Deep Learning and Convolutional Neural Networks for Computer Vision

Inside the convolution and pooling layers of a CNN

Why do we use the biological concept and term “neural network” in solving real-time problems within artificial intelligence?

In an experiment with cats in the mid-1900s, researchers Hubel and Wiesel determined that neurons are structurally arranged so that some fire when exposed to vertical edges and others fire when exposed to horizontal or diagonal edges. The concept of specialized components for specific tasks is the basis for convolution neural networks (CNNs) in solving problems like face recognition or object detection from an image.

Convolution and filters

Convolution is the operation of two functions that result in a third function and a resulting output function. It is achieved by extracting the features from an image at different levels. A feature can be edges, curves, straight lines or any similar geometric characteristic.

CNNs use filters — essentially, arrays of numbers — for feature identification. A filter should have the same depth as its input; so, a 6×6 array representing an image should have a 6×6 filter. Filters are also called neurons or kernels.

Consider this illustration of using a filter in a CNN for feature recognition. The sample filter below detects a straight line in an image:

Filter for detecting straight lines

In the images below, that same filter is applied to two different images.

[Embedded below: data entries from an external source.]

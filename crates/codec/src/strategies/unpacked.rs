use crate::error::CodecError;
use crate::traits::Codec;
use crate::utils::{push_words, read_header, read_words, write_header};

/// Strategy: length header followed by every count as a little-endian `u32`.
pub struct Unpacked;

impl Codec for Unpacked {
    fn encode(&self, values: &[u32]) -> Result<Vec<u8>, CodecError> {
        let mut out = Vec::with_capacity(8 + values.len() * 4);
        write_header(&mut out, values.len());
        push_words(&mut out, values.iter().copied());
        Ok(out)
    }

    fn decode(&self, data: &[u8]) -> Result<Vec<u32>, CodecError> {
        let (len, body) = read_header(data)?;
        let values = read_words(body)?;
        if values.len() != len {
            return Err(CodecError::Corruption(format!(
                "header says {len} values, body holds {}",
                values.len()
            )));
        }
        Ok(values)
    }
}
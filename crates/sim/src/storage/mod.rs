//! Storage module for persisting simulation data.
//!
//! This module provides SQLite-based recording of occupancy snapshots and
//! experiment results, allowing runs to be resumed and analyzed later.

mod database;
mod query;
mod recorder;
pub mod types;

pub use database::{Database, DatabaseStats};
pub use query::QueryBuilder;
pub use recorder::{BufferConfig, Recorder, RecorderStats};
pub use types::{PatchRecord, PersistenceRecord, RecordingStrategy, RunRecord, SnapshotRecord};
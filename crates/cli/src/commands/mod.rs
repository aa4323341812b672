pub mod analyze;
pub mod export;
pub mod inspect;
pub mod persistence;
pub mod resume;
pub mod run;
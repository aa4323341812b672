//! Utility functions for analysis module

/// Calculate mean of a slice
pub fn mean(values: &[f64]) -> f64 {
    if values.is_empty() {
        return 0.0;
    }
    values.iter().sum::<f64>() / values.len() as f64
}

/// Sample standard deviation; zero for fewer than two values.
pub fn std_dev(values: &[f64]) -> f64 {
    if values.len() < 2 {
        return 0.0;
    }
    let m = mean(values);
    let var = values.iter().map(|v| (v - m).powi(2)).sum::<f64>() / (values.len() - 1) as f64;
    var.sqrt()
}
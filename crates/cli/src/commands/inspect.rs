use anyhow::{Context, Result};
use metapop_sim::simulation::ExperimentConfig;
use metapop_sim::storage::QueryBuilder;
use std::path::PathBuf;

use crate::printing::print_experiment;

pub fn show_info(database: &PathBuf) -> Result<()> {
    let query = QueryBuilder::new(database).context("Failed to open database")?;
    let metadata = query.get_metadata().context("Failed to read metadata")?;
    let stats = query.stats().context("Failed to read database statistics")?;

    println!("\n📊 Database Information");
    println!("{}", "=".repeat(50));
    println!("Patches: {}", stats.patches);
    println!("Runs: {}", stats.runs);
    println!("Snapshots: {}", stats.snapshots);
    println!("Persistence rows: {}", stats.persistence_rows);

    let mut keys: Vec<_> = metadata
        .keys()
        .filter(|k| k.as_str() != ExperimentConfig::METADATA_KEY)
        .collect();
    keys.sort();
    println!("\nMetadata:");
    for key in keys {
        println!("  {key}: {}", metadata[key]);
    }

    if let Some(json) = metadata.get(ExperimentConfig::METADATA_KEY) {
        let experiment: ExperimentConfig =
            serde_json::from_str(json).context("Failed to parse experiment configuration")?;
        print_experiment(&experiment);
    }

    let runs = query.get_runs().context("Failed to list runs")?;
    if runs.is_empty() {
        println!("No runs recorded.");
        return Ok(());
    }

    println!("📈 Runs:");
    println!(
        "{:>7} {:>9} {:>22} {:>14} {:>12} {:>10}",
        "run_id", "replicate", "seed", "status", "generations", "recorded"
    );
    for run in &runs {
        let recorded = query
            .get_recorded_generations(run.run_id)
            .with_context(|| format!("Failed to list snapshots of run {}", run.run_id))?;
        println!(
            "{:>7} {:>9} {:>22} {:>14} {:>12} {:>10}",
            run.run_id,
            run.replicate,
            run.seed,
            run.status,
            run.generations,
            recorded.len()
        );
    }

    Ok(())
}
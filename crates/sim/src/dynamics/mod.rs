//! Per-generation update: propagule dispersal and settlement arbitration.
//!
//! Both phases run over disjoint partitions produced by
//! [`parallel::partition`]; each partition owns one mutable chunk of the
//! output buffer and one private random stream.

pub mod dispersal;
pub mod parallel;
pub mod settlement;

pub use dispersal::project_dispersal;
pub use parallel::{partition, split_ranges_mut, WorkerPool};
pub use settlement::arbitrate_settlement;

use rand::Rng;

/// Round `expected` to an integer whose mean is `expected`.
#[inline]
pub fn stochastic_round<R: Rng + ?Sized>(expected: f64, rng: &mut R) -> u64 {
    if expected <= 0.0 || !expected.is_finite() {
        return 0;
    }
    (expected + rng.random::<f64>()).floor() as u64
}

#[cfg(test)]
mod tests {
    use super::*;
    use rand::SeedableRng;
    use rand_xoshiro::Xoshiro256PlusPlus;

    #[test]
    fn test_stochastic_round_mean() {
        let mut rng = Xoshiro256PlusPlus::seed_from_u64(7);
        let trials = 100_000;
        let sum: u64 = (0..trials).map(|_| stochastic_round(2.3, &mut rng)).sum();
        let mean = sum as f64 / trials as f64;
        assert!((mean - 2.3).abs() < 0.01, "mean {mean}");
    }

    #[test]
    fn test_stochastic_round_bounds() {
        let mut rng = Xoshiro256PlusPlus::seed_from_u64(1);
        for _ in 0..1000 {
            let n = stochastic_round(4.5, &mut rng);
            assert!(n == 4 || n == 5);
        }
        assert_eq!(stochastic_round(0.0, &mut rng), 0);
        assert_eq!(stochastic_round(f64::NAN, &mut rng), 0);
        assert_eq!(stochastic_round(3.0, &mut rng), 3);
    }
}
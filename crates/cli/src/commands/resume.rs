use anyhow::{Context, Result};
use metapop_sim::simulation::Simulation;
use metapop_sim::storage::{BufferConfig, QueryBuilder, Recorder};
use std::path::PathBuf;

use crate::args::HabitatArgs;
use crate::printing::print_run_config;
use crate::utils::{load_habitat, progress_bar};

pub fn resume_run(
    habitat: &HabitatArgs,
    database: &PathBuf,
    run_id: Option<i64>,
    show_progress: bool,
) -> Result<()> {
    println!("🌊 Metapop - Resuming Run");
    println!("============================================\n");

    let query = QueryBuilder::new(database).context("Failed to open database")?;
    let run_id = match run_id {
        Some(id) => id,
        None => {
            let runs = query.get_runs().context("Failed to list runs")?;
            runs.iter()
                .rev()
                .find(|r| !r.status.is_terminal())
                .map(|r| r.run_id)
                .context("No unfinished run found in database")?
        }
    };

    let model = load_habitat(habitat)?;
    println!("📂 Loading checkpoint of run {run_id}...");
    let mut sim = Simulation::from_checkpoint(model.clone(), &query, run_id)
        .with_context(|| format!("Failed to resume run {run_id}"))?;
    query.close().ok();

    let start_generation = sim.generation();
    let total_generations = sim.config().generations;
    println!("✓ Loaded checkpoint from generation {start_generation}");
    print_run_config(sim.config());
    println!();

    let mut recorder = Recorder::create(database, &model, &[], BufferConfig::default())
        .context("Failed to create recorder")?;
    recorder.resume_run(run_id, sim.config().codec);

    let pb = progress_bar(total_generations as u64, show_progress)?;
    pb.set_position(start_generation as u64);
    let outcome = sim
        .run_with(&mut recorder, |report| pb.set_position(report.generation as u64))
        .with_context(|| format!("Run {run_id} failed"))?;
    pb.finish_with_message("Done");

    recorder.close().context("Failed to close recorder")?;

    println!("\n✓ Run {run_id} finished: {}", outcome.status);
    println!("  Final generation: {}", outcome.generations);
    if let Some(generation) = outcome.extinction_generation {
        println!("  Introduced lineages extinct at generation {generation}");
    }

    Ok(())
}
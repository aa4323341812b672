mod sparse;
mod unpacked;
mod zstd;

pub use sparse::SparseZ;
pub use unpacked::Unpacked;
pub use zstd::UnpackedZ;

/// Zstd level shared by the compressed strategies.
pub(crate) const ZSTD_LEVEL: i32 = 3;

The first image contains a hand-drawn line — the numeral 1 — and an array representing it:

Applying filter to an image with straight lines

The sum of the products of the two arrays (the “resultant”) is 38,100.

The next image contains a hand-drawn numeral 2 — not a straight line — and an array representing it:

Applying filter to an image without straight lines

Fewer of the non-zero entries in the array align with those in the filter, so the resultant — 28,700 — is much lower than in the first image.

That illustrates filtering in a CNN. The image below depicts the architecture of a sample convolutional neural network.

CNN Architecture

Following are terms commonly used in describing CNNs.

Activation

Activation is the function used to get the output of a node in the neural network. In CNNs, activation functions indicate linearity or non-linearity of the results. They map the resultant to either (0, -1) or (-1, 1). Commonly used activation functions are sigmoid, tanh and Relu.

Feature map

The resultant of the convolution process is called a feature map. Shown below is a formula to calculate the dimensions of the output of a convolution operation:

  • An image matrix (volume) of dimension (h × w × d)
  • A filter (fh × fw × d)
  • Outputs a volume dimension (h – fh + 1) × (w – fw + 1) × 1

Stride

Stride describes the number of positions by which the kernel is moved over an image, horizontally and vertically, to perform a complete convolution operation.

Stride

Pooling

Pooling is used to reduce the spatial size of the representation. It is performed on the feature map.

Max pooling and average pooling are the most commonly used pooling methods. The pooling operation is performed next to the convolution operation to reduce the input size of the representation before the representation goes to the next layer.

Pooling in CNN

Flattened layer

A flattened layer is used to convert the n-dimensional vector into a mono-dimensional vector. In our case, we convert a structured, two-dimensional image into a mono-dimensional vector, which is the input layer for the neural network.

Fully connected layer

A fully connected layer connects each neuron of one layer to every neuron of another layer. The last layer of the fully connected layer is given for an activation function so that it can be helpful in classification.